Brief: The answer must consist of each line of the records below that contains the string "ClientOpts".

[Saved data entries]

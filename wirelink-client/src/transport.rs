//! The multiplexed RPC transport.
//!
//! One transport owns one connection. Concurrent callers submit typed calls;
//! the transport writes frames in call order, reads responses as they arrive,
//! and resolves each caller's completion exactly once — by response, by the
//! per-call deadline, or by teardown.

use crate::batched::BatchedOutputStream;
use crate::config::{ClientOpts, TransportConfiguration};
use crate::error::{ClientError, Errc};
use crate::gate::DispatchGate;
use crate::probe::ClientProbe;
use crate::queue::{PopOutcome, SendQueue};
use crate::response::{ClientContext, ResponseTable, StreamingContext};
use crate::stream::TransportStream;
use bytes::Bytes;
use serde::de::DeserializeOwned;
use serde::Serialize;
use std::net::SocketAddr;
use std::sync::atomic::{AtomicU32, Ordering};
use std::sync::{Arc, Mutex, Weak};
use tokio::io::{AsyncReadExt, ReadHalf};
use tokio::sync::Semaphore;
use tokio::task::JoinHandle;
use wirelink_protocol::{Header, Netbuf, Status, HEADER_SIZE};

/// Connection lifecycle states. Transitions are monotonic: a closed or
/// failed transport is never reconnected.
#[derive(Debug, Clone, Copy, PartialEq, Eq, PartialOrd, Ord)]
pub enum TransportState {
    Created,
    Connecting,
    Ready,
    Closing,
    Closed,
    Failed,
}

/// Handle to a transport instance. Cheap to clone; all clones drive the same
/// connection.
#[derive(Clone)]
pub struct Transport {
    inner: Arc<TransportInner>,
}

struct TransportInner {
    config: TransportConfiguration,
    probe: ClientProbe,
    memory: Arc<Semaphore>,
    correlations: ResponseTable,
    queue: SendQueue,
    out: tokio::sync::Mutex<Option<BatchedOutputStream>>,
    gate: Arc<DispatchGate>,
    state: Mutex<TransportState>,
    reader_task: Mutex<Option<JoinHandle<()>>>,
    /// Highest correlation id delivered so far, for out-of-order accounting.
    highest_delivered: AtomicU32,
}

impl Transport {
    pub fn new(config: TransportConfiguration) -> Result<Self, ClientError> {
        let registry = if config.disable_metrics {
            None
        } else {
            config.metrics_registry.clone()
        };
        let probe = ClientProbe::new(registry.as_ref())?;
        let memory = Arc::new(Semaphore::new(config.memory_budget_bytes));

        Ok(Self {
            inner: Arc::new(TransportInner {
                config,
                probe,
                memory,
                correlations: ResponseTable::new(),
                queue: SendQueue::new(),
                out: tokio::sync::Mutex::new(None),
                gate: DispatchGate::new(),
                state: Mutex::new(TransportState::Created),
                reader_task: Mutex::new(None),
                highest_delivered: AtomicU32::new(0),
            }),
        })
    }

    /// Establishes the connection and spawns the read loop.
    pub async fn connect(&self) -> Result<(), ClientError> {
        self.inner.connect(&self.inner).await
    }

    /// Submits an already-built outbound message. Performs admission,
    /// correlation assignment, ordered enqueue and the response wait.
    pub async fn send(&self, netbuf: Netbuf, opts: ClientOpts) -> Result<StreamingContext, Errc> {
        self.inner.send(&self.inner, netbuf, opts).await
    }

    /// Serializes `msg`, submits it under `method_id`, and parses the typed
    /// response according to the server's status code.
    pub async fn send_typed<In, Out>(
        &self,
        msg: &In,
        method_id: u32,
        opts: ClientOpts,
    ) -> Result<ClientContext<Out>, Errc>
    where
        In: Serialize,
        Out: DeserializeOwned,
    {
        let mut netbuf = Netbuf::new();
        netbuf.set_compression(opts.compression);
        netbuf.set_min_compression_bytes(opts.min_compression_bytes);
        netbuf.set_service_method_id(method_id);
        if let Err(e) = netbuf.serialize_json(msg) {
            tracing::debug!("request serialization failed: {}", e);
            return Err(Errc::ServiceError);
        }

        let ctx = self.send(netbuf, opts).await?;
        let header = *ctx.header();
        match map_status(ctx.status()) {
            Ok(()) => match ctx.parse_body::<Out>() {
                Ok(data) => {
                    self.inner.probe.request_completed();
                    Ok(ClientContext { header, data })
                }
                Err(errc) => {
                    self.inner.probe.request_error();
                    Err(errc)
                }
            },
            Err(errc) => {
                let mut ctx = ctx;
                ctx.signal_body_parse();
                self.inner.probe.request_error();
                Err(errc)
            }
        }
    }

    /// Rejects new work, fails outstanding calls with shutting_down, drains
    /// in-flight operations, and releases the socket.
    pub async fn stop(&self) {
        tracing::debug!("stopping transport to {}", self.inner.config.server_addr);
        self.inner.transition_to(TransportState::Closing);
        self.inner.fail_outstanding(Errc::ShuttingDown);
        self.inner.gate.close().await;

        if let Some(handle) = self.inner.reader_task.lock().unwrap().take() {
            handle.abort();
        }
        if let Some(mut out) = self.inner.out.lock().await.take() {
            let _ = out.shutdown().await;
        }
        self.inner.transition_to(TransportState::Closed);
    }

    /// Forcibly aborts the socket. Outstanding calls fail with disconnected;
    /// no draining.
    pub fn shutdown(&self) {
        tracing::debug!("shutting down transport to {}", self.inner.config.server_addr);
        self.inner.transition_to(TransportState::Closing);
        if let Some(handle) = self.inner.reader_task.lock().unwrap().take() {
            handle.abort();
        }
        if let Ok(mut out) = self.inner.out.try_lock() {
            out.take();
        }
        self.inner.fail_outstanding(Errc::Disconnected);
        self.inner.probe.disconnect();
    }

    pub fn is_valid(&self) -> bool {
        self.state() == TransportState::Ready
    }

    pub fn state(&self) -> TransportState {
        *self.inner.state.lock().unwrap()
    }

    pub fn server_address(&self) -> SocketAddr {
        self.inner.config.server_addr
    }

    pub fn probe(&self) -> &ClientProbe {
        &self.inner.probe
    }

    /// Number of calls currently awaiting a response.
    pub fn pending_requests(&self) -> usize {
        self.inner.correlations.len()
    }
}

impl TransportInner {
    async fn connect(&self, this: &Arc<Self>) -> Result<(), ClientError> {
        {
            let mut state = self.state.lock().unwrap();
            if *state != TransportState::Created {
                return Err(ClientError::InvalidState);
            }
            *state = TransportState::Connecting;
        }

        match self.do_connect(this).await {
            Ok(()) => Ok(()),
            Err(e) => {
                tracing::debug!("connect to {} failed: {}", self.config.server_addr, e);
                self.transition_to(TransportState::Failed);
                Err(e)
            }
        }
    }

    async fn do_connect(&self, this: &Arc<Self>) -> Result<(), ClientError> {
        tracing::debug!("connecting to {}", self.config.server_addr);
        let stream = TransportStream::establish(&self.config).await?;

        let (read_half, write_half) = tokio::io::split(stream);
        *self.out.lock().await = Some(BatchedOutputStream::new(write_half));
        self.transition_to(TransportState::Ready);

        let weak = Arc::downgrade(this);
        let handle = tokio::spawn(run_read_loop(weak, read_half));
        *self.reader_task.lock().unwrap() = Some(handle);

        tracing::debug!("connected to {}", self.config.server_addr);
        Ok(())
    }

    async fn send(
        &self,
        this: &Arc<Self>,
        netbuf: Netbuf,
        opts: ClientOpts,
    ) -> Result<StreamingContext, Errc> {
        let _guard = self.gate.enter()?;
        self.probe.request();

        let deadline = tokio::time::Instant::now() + opts.timeout;
        let (seq, correlation) = self.queue.allocate();

        let result = self.do_send(this, seq, correlation, netbuf, deadline).await;
        if result.is_err() {
            self.probe.request_error();
        }
        result
    }

    async fn do_send(
        &self,
        this: &Arc<Self>,
        seq: u64,
        correlation: u32,
        netbuf: Netbuf,
        deadline: tokio::time::Instant,
    ) -> Result<StreamingContext, Errc> {
        let frame = match netbuf.into_wire(correlation) {
            Ok(frame) => frame,
            Err(e) => {
                tracing::debug!("encoding outbound frame failed: {}", e);
                self.abandon(this, seq);
                return Err(Errc::ServiceError);
            }
        };

        // Admission: bounded by the construction-time budget so a single
        // oversized payload degrades to exclusive use rather than deadlock.
        let units = frame
            .payload_len()
            .min(self.config.memory_budget_bytes)
            .max(1) as u32;
        let _permit = match tokio::time::timeout_at(
            deadline,
            Arc::clone(&self.memory).acquire_many_owned(units),
        )
        .await
        {
            Ok(Ok(permit)) => permit,
            Ok(Err(_closed)) => {
                self.abandon(this, seq);
                return Err(Errc::ShuttingDown);
            }
            Err(_elapsed) => {
                self.abandon(this, seq);
                self.probe.request_timeout();
                return Err(Errc::RequestTimeout);
            }
        };

        let rx = match self.correlations.register(correlation) {
            Ok(rx) => rx,
            Err(errc) => {
                self.abandon(this, seq);
                return Err(errc);
            }
        };

        // A teardown between register and insert has already failed the
        // slot, so the await below resolves either way.
        self.queue.insert(seq, frame);
        self.dispatch_send(this);

        match tokio::time::timeout_at(deadline, rx).await {
            Ok(Ok(result)) => result,
            Ok(Err(_sender_dropped)) => Err(Errc::Disconnected),
            Err(_elapsed) => {
                // Withdraw the slot first so a late response is discarded as
                // stale instead of resolving a timed-out call.
                self.correlations.remove(correlation);
                self.probe.request_timeout();
                Err(Errc::RequestTimeout)
            }
        }
    }

    /// Marks a claimed sequence as never-to-arrive and keeps the dispatcher
    /// moving past the gap.
    fn abandon(&self, this: &Arc<Self>, seq: u64) {
        self.queue.abandon(seq);
        self.dispatch_send(this);
    }

    /// Starts the single-flight dispatcher if it is not already running.
    fn dispatch_send(&self, this: &Arc<Self>) {
        if !self.queue.try_begin_dispatch() {
            return;
        }
        let Ok(guard) = self.gate.enter() else {
            // Teardown already closed the queue; nothing left to write.
            return;
        };
        let inner = Arc::clone(this);
        tokio::spawn(async move {
            let _guard = guard;
            inner.run_dispatch().await;
        });
    }

    /// Writes contiguous sequences, one flush group per frame, recording
    /// completion of each write before examining the next entry.
    async fn run_dispatch(&self) {
        loop {
            match self.queue.pop_next() {
                PopOutcome::Idle => return,
                PopOutcome::Skip => continue,
                PopOutcome::Frame(frame) => {
                    let mut out = self.out.lock().await;
                    let Some(stream) = out.as_mut() else {
                        drop(out);
                        self.correlations.fail(frame.correlation_id, Errc::Disconnected);
                        continue;
                    };
                    stream.append(&frame.header);
                    stream.append(&frame.payload);
                    if let Err(e) = stream.flush_group().await {
                        drop(out);
                        tracing::debug!("socket write failed: {}", e);
                        self.on_connection_failure(Errc::Disconnected);
                        return;
                    }
                }
            }
        }
    }

    /// Delivers one response frame to its waiter.
    fn dispatch_response(&self, header: Header, body: Bytes) {
        let correlation = header.correlation_id;

        let highest = self.highest_delivered.load(Ordering::Relaxed);
        if correlation < highest {
            self.probe.out_of_order_reply();
        } else {
            self.highest_delivered.store(correlation, Ordering::Relaxed);
        }

        let guard = self.gate.enter().ok();
        let ctx = StreamingContext::new(header, body, guard);
        if !self.correlations.complete(correlation, ctx) {
            tracing::debug!(correlation, "dropping stale response");
            self.probe.stale_response();
        }
    }

    /// Fails every outstanding slot, clears the ordered queue, and unblocks
    /// admission waiters.
    fn fail_outstanding(&self, errc: Errc) {
        self.memory.close();
        self.correlations.fail_all(errc);
        self.queue.close();
    }

    fn on_connection_failure(&self, errc: Errc) {
        self.fail_outstanding(errc);
        self.transition_to(TransportState::Closing);
        self.probe.disconnect();
    }

    fn transition_to(&self, next: TransportState) {
        let mut state = self.state.lock().unwrap();
        let current = *state;
        if matches!(current, TransportState::Closed | TransportState::Failed) {
            return;
        }
        if next > current {
            *state = next;
        }
    }
}

impl Drop for TransportInner {
    fn drop(&mut self) {
        if let Some(handle) = self.reader_task.lock().unwrap().take() {
            handle.abort();
        }
    }
}

/// Maps a response status code to the caller's outcome.
pub(crate) fn map_status(status: Status) -> Result<(), Errc> {
    match status {
        Status::Success => Ok(()),
        Status::RequestTimeout => Err(Errc::RequestTimeout),
        Status::ServerError => Err(Errc::ServiceError),
        Status::MethodNotFound => Err(Errc::MethodNotFound),
        Status::Unknown(_) => Err(Errc::ServiceError),
    }
}

/// Reads frames until EOF, error, or a corrupt header; holds only a weak
/// reference so an abandoned transport can be dropped.
async fn run_read_loop(inner: Weak<TransportInner>, mut reader: ReadHalf<TransportStream>) {
    let mut header_buf = [0u8; HEADER_SIZE];
    loop {
        if let Err(e) = reader.read_exact(&mut header_buf).await {
            if let Some(t) = inner.upgrade() {
                tracing::debug!("read loop terminated: {}", e);
                t.on_connection_failure(Errc::Disconnected);
            }
            return;
        }

        let header = match Header::decode(&header_buf) {
            Ok(header) => header,
            Err(e) => {
                if let Some(t) = inner.upgrade() {
                    tracing::warn!("corrupt response header: {}", e);
                    t.probe.header_corrupted();
                    t.on_connection_failure(Errc::Disconnected);
                }
                return;
            }
        };

        let mut body = vec![0u8; header.payload_size as usize];
        if let Err(e) = reader.read_exact(&mut body).await {
            if let Some(t) = inner.upgrade() {
                tracing::debug!("read loop lost connection mid-frame: {}", e);
                t.on_connection_failure(Errc::Disconnected);
            }
            return;
        }

        let Some(t) = inner.upgrade() else { return };
        t.dispatch_response(header, Bytes::from(body));
    }
}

Answer box:
use crate::config::{ClientOpts, TransportConfiguration};
    pub async fn send(&self, netbuf: Netbuf, opts: ClientOpts) -> Result<StreamingContext, Errc> {
        opts: ClientOpts,
        opts: ClientOpts,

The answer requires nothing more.